All of the records should be given again verbatim.

[[ Dataset excerpts, beginning ]]

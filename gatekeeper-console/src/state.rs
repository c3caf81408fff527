//! Request lifecycle state shared by every store

use serde::Serialize;

/// Phase of the most recent operation: `Idle -> Pending -> Fulfilled | Rejected -> Idle`.
///
/// Returning to `Idle` from a terminal phase is an explicit `reset`, never automatic.
#[derive(Debug, Clone, Copy, Default, PartialEq, Eq, Serialize)]
#[serde(rename_all = "lowercase")]
pub enum OperationPhase {
    #[default]
    Idle,
    Pending,
    Fulfilled,
    Rejected,
}

/// Result of a store operation as seen by its caller
#[derive(Debug, Clone, PartialEq)]
pub enum OperationOutcome<T> {
    Fulfilled(T),
    /// Carries the message that was also written into the store
    Rejected(String),
    /// The cancel token fired; the store was left without a result
    Cancelled,
}

impl<T> OperationOutcome<T> {
    pub fn is_fulfilled(&self) -> bool {
        matches!(self, OperationOutcome::Fulfilled(_))
    }

    pub fn is_rejected(&self) -> bool {
        matches!(self, OperationOutcome::Rejected(_))
    }

    pub fn is_cancelled(&self) -> bool {
        matches!(self, OperationOutcome::Cancelled)
    }

    pub fn value(self) -> Option<T> {
        match self {
            OperationOutcome::Fulfilled(value) => Some(value),
            _ => None,
        }
    }

    pub fn map<U>(self, f: impl FnOnce(T) -> U) -> OperationOutcome<U> {
        match self {
            OperationOutcome::Fulfilled(value) => OperationOutcome::Fulfilled(f(value)),
            OperationOutcome::Rejected(message) => OperationOutcome::Rejected(message),
            OperationOutcome::Cancelled => OperationOutcome::Cancelled,
        }
    }
}

/// Lifecycle flags every store carries
pub trait Lifecycle {
    fn begin(&mut self);
    fn fulfil(&mut self);
    fn reject(&mut self, message: String);
    /// Cancelled before completion: stop loading, record nothing
    fn abandon(&mut self);
    fn reset(&mut self);
}

/// Lifecycle flags plus the cached entity list
#[derive(Debug, Clone, PartialEq, Serialize)]
pub struct StoreState<E> {
    pub items: Vec<E>,
    pub loading: bool,
    pub error: bool,
    pub success: bool,
    pub message: String,
    pub phase: OperationPhase,
}

impl<E> Default for StoreState<E> {
    fn default() -> Self {
        Self {
            items: Vec::new(),
            loading: false,
            error: false,
            success: false,
            message: String::new(),
            phase: OperationPhase::Idle,
        }
    }
}

/// Implement [`Lifecycle`] for a state struct with the flat
/// `loading/error/success/message/phase` fields
macro_rules! impl_lifecycle {
    ($(impl<$($generic:ident),*>)? for $state:ty) => {
        impl$(<$($generic),*>)? $crate::state::Lifecycle for $state {
            fn begin(&mut self) {
                self.loading = true;
                self.phase = $crate::state::OperationPhase::Pending;
            }

            fn fulfil(&mut self) {
                self.loading = false;
                self.error = false;
                self.success = true;
                self.phase = $crate::state::OperationPhase::Fulfilled;
            }

            fn reject(&mut self, message: String) {
                self.loading = false;
                self.error = true;
                self.success = false;
                self.message = message;
                self.phase = $crate::state::OperationPhase::Rejected;
            }

            fn abandon(&mut self) {
                self.loading = false;
                self.phase = $crate::state::OperationPhase::Idle;
            }

            /// Clears the flags; cached data is kept
            fn reset(&mut self) {
                self.loading = false;
                self.error = false;
                self.success = false;
                self.message.clear();
                self.phase = $crate::state::OperationPhase::Idle;
            }
        }
    };
}

pub(crate) use impl_lifecycle;

impl_lifecycle!(impl<E> for StoreState<E>);

#[cfg(test)]
mod tests {
    use super::*;

    #[test]
    fn lifecycle_walks_the_phases() {
        let mut state: StoreState<u32> = StoreState::default();
        state.items = vec![1, 2];

        state.begin();
        assert!(state.loading);
        assert_eq!(state.phase, OperationPhase::Pending);

        state.reject("Request failed with status code 500".to_string());
        assert!(!state.loading && state.error && !state.success);
        assert_eq!(state.phase, OperationPhase::Rejected);

        // Terminal phases stay until an explicit reset
        state.begin();
        state.fulfil();
        assert_eq!(state.phase, OperationPhase::Fulfilled);
        assert!(state.success && !state.error);

        state.reset();
        assert_eq!(state.phase, OperationPhase::Idle);
        assert!(state.message.is_empty());
        assert_eq!(state.items, vec![1, 2]);
    }

    #[test]
    fn abandon_leaves_no_result() {
        let mut state: StoreState<u32> = StoreState::default();
        state.begin();
        state.abandon();
        assert!(!state.loading && !state.error && !state.success);
        assert_eq!(state.phase, OperationPhase::Idle);
    }

    #[derive(Default)]
    struct Flags {
        loading: bool,
        error: bool,
        success: bool,
        message: String,
        phase: OperationPhase,
    }

    impl_lifecycle!(for Flags);

    #[test]
    fn plain_state_structs_get_the_same_lifecycle() {
        let mut flags = Flags::default();
        flags.begin();
        flags.reject("Network Error".to_string());
        assert!(flags.error && !flags.loading);
        assert_eq!(flags.message, "Network Error");

        flags.reset();
        assert!(!flags.error && !flags.success);
        assert_eq!(flags.phase, OperationPhase::Idle);
    }
}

[[ Dataset excerpts, end ]]

§ **Solution to this problem**:
filename gatekeeper-console/src/state.rs
repository c3caf81408fff527
//! Request lifecycle state shared by every store

use serde::Serialize;

/// Phase of the most recent operation: `Idle -> Pending -> Fulfilled | Rejected -> Idle`.
///
/// Returning to `Idle` from a terminal phase is an explicit `reset`, never automatic.
#[derive(Debug, Clone, Copy, Default, PartialEq, Eq, Serialize)]
#[serde(rename_all = "lowercase")]
pub enum OperationPhase {
    #[default]
    Idle,
    Pending,
    Fulfilled,
    Rejected,
}

/// Result of a store operation as seen by its caller
#[derive(Debug, Clone, PartialEq)]
pub enum OperationOutcome<T> {
    Fulfilled(T),
    /// Carries the message that was also written into the store
    Rejected(String),
    /// The cancel token fired; the store was left without a result
    Cancelled,
}

impl<T> OperationOutcome<T> {
    pub fn is_fulfilled(&self) -> bool {
        matches!(self, OperationOutcome::Fulfilled(_))
    }

    pub fn is_rejected(&self) -> bool {
        matches!(self, OperationOutcome::Rejected(_))
    }

    pub fn is_cancelled(&self) -> bool {
        matches!(self, OperationOutcome::Cancelled)
    }

    pub fn value(self) -> Option<T> {
        match self {
            OperationOutcome::Fulfilled(value) => Some(value),
            _ => None,
        }
    }

    pub fn map<U>(self, f: impl FnOnce(T) -> U) -> OperationOutcome<U> {
        match self {
            OperationOutcome::Fulfilled(value) => OperationOutcome::Fulfilled(f(value)),
            OperationOutcome::Rejected(message) => OperationOutcome::Rejected(message),
            OperationOutcome::Cancelled => OperationOutcome::Cancelled,
        }
    }
}

/// Lifecycle flags every store carries
pub trait Lifecycle {
    fn begin(&mut self);
    fn fulfil(&mut self);
    fn reject(&mut self, message: String);
    /// Cancelled before completion: stop loading, record nothing
    fn abandon(&mut self);
    fn reset(&mut self);
}

/// Lifecycle flags plus the cached entity list
#[derive(Debug, Clone, PartialEq, Serialize)]
pub struct StoreState<E> {
    pub items: Vec<E>,
    pub loading: bool,
    pub error: bool,
    pub success: bool,
    pub message: String,
    pub phase: OperationPhase,
}

impl<E> Default for StoreState<E> {
    fn default() -> Self {
        Self {
            items: Vec::new(),
            loading: false,
            error: false,
            success: false,
            message: String::new(),
            phase: OperationPhase::Idle,
        }
    }
}

/// Implement [`Lifecycle`] for a state struct with the flat
/// `loading/error/success/message/phase` fields
macro_rules! impl_lifecycle {
    ($(impl<$($generic:ident),*>)? for $state:ty) => {
        impl$(<$($generic),*>)? $crate::state::Lifecycle for $state {
            fn begin(&mut self) {
                self.loading = true;
                self.phase = $crate::state::OperationPhase::Pending;
            }

            fn fulfil(&mut self) {
                self.loading = false;
                self.error = false;
                self.success = true;
                self.phase = $crate::state::OperationPhase::Fulfilled;
            }

            fn reject(&mut self, message: String) {
                self.loading = false;
                self.error = true;
                self.success = false;
                self.message = message;
                self.phase = $crate::state::OperationPhase::Rejected;
            }

            fn abandon(&mut self) {
                self.loading = false;
                self.phase = $crate::state::OperationPhase::Idle;
            }

            /// Clears the flags; cached data is kept
            fn reset(&mut self) {
                self.loading = false;
                self.error = false;
                self.success = false;
                self.message.clear();
                self.phase = $crate::state::OperationPhase::Idle;
            }
        }
    };
}

pub(crate) use impl_lifecycle;

impl_lifecycle!(impl<E> for StoreState<E>);

#[cfg(test)]
mod tests {
    use super::*;

    #[test]
    fn lifecycle_walks_the_phases() {
        let mut state: StoreState<u32> = StoreState::default();
        state.items = vec![1, 2];

        state.begin();
        assert!(state.loading);
        assert_eq!(state.phase, OperationPhase::Pending);

        state.reject("Request failed with status code 500".to_string());
        assert!(!state.loading && state.error && !state.success);
        assert_eq!(state.phase, OperationPhase::Rejected);

        // Terminal phases stay until an explicit reset
        state.begin();
        state.fulfil();
        assert_eq!(state.phase, OperationPhase::Fulfilled);
        assert!(state.success && !state.error);

        state.reset();
        assert_eq!(state.phase, OperationPhase::Idle);
        assert!(state.message.is_empty());
        assert_eq!(state.items, vec![1, 2]);
    }

    #[test]
    fn abandon_leaves_no_result() {
        let mut state: StoreState<u32> = StoreState::default();
        state.begin();
        state.abandon();
        assert!(!state.loading && !state.error && !state.success);
        assert_eq!(state.phase, OperationPhase::Idle);
    }

    #[derive(Default)]
    struct Flags {
        loading: bool,
        error: bool,
        success: bool,
        message: String,
        phase: OperationPhase,
    }

    impl_lifecycle!(for Flags);

    #[test]
    fn plain_state_structs_get_the_same_lifecycle() {
        let mut flags = Flags::default();
        flags.begin();
        flags.reject("Network Error".to_string());
        assert!(flags.error && !flags.loading);
        assert_eq!(flags.message, "Network Error");

        flags.reset();
        assert!(!flags.error && !flags.success);
        assert_eq!(flags.phase, OperationPhase::Idle);
    }
}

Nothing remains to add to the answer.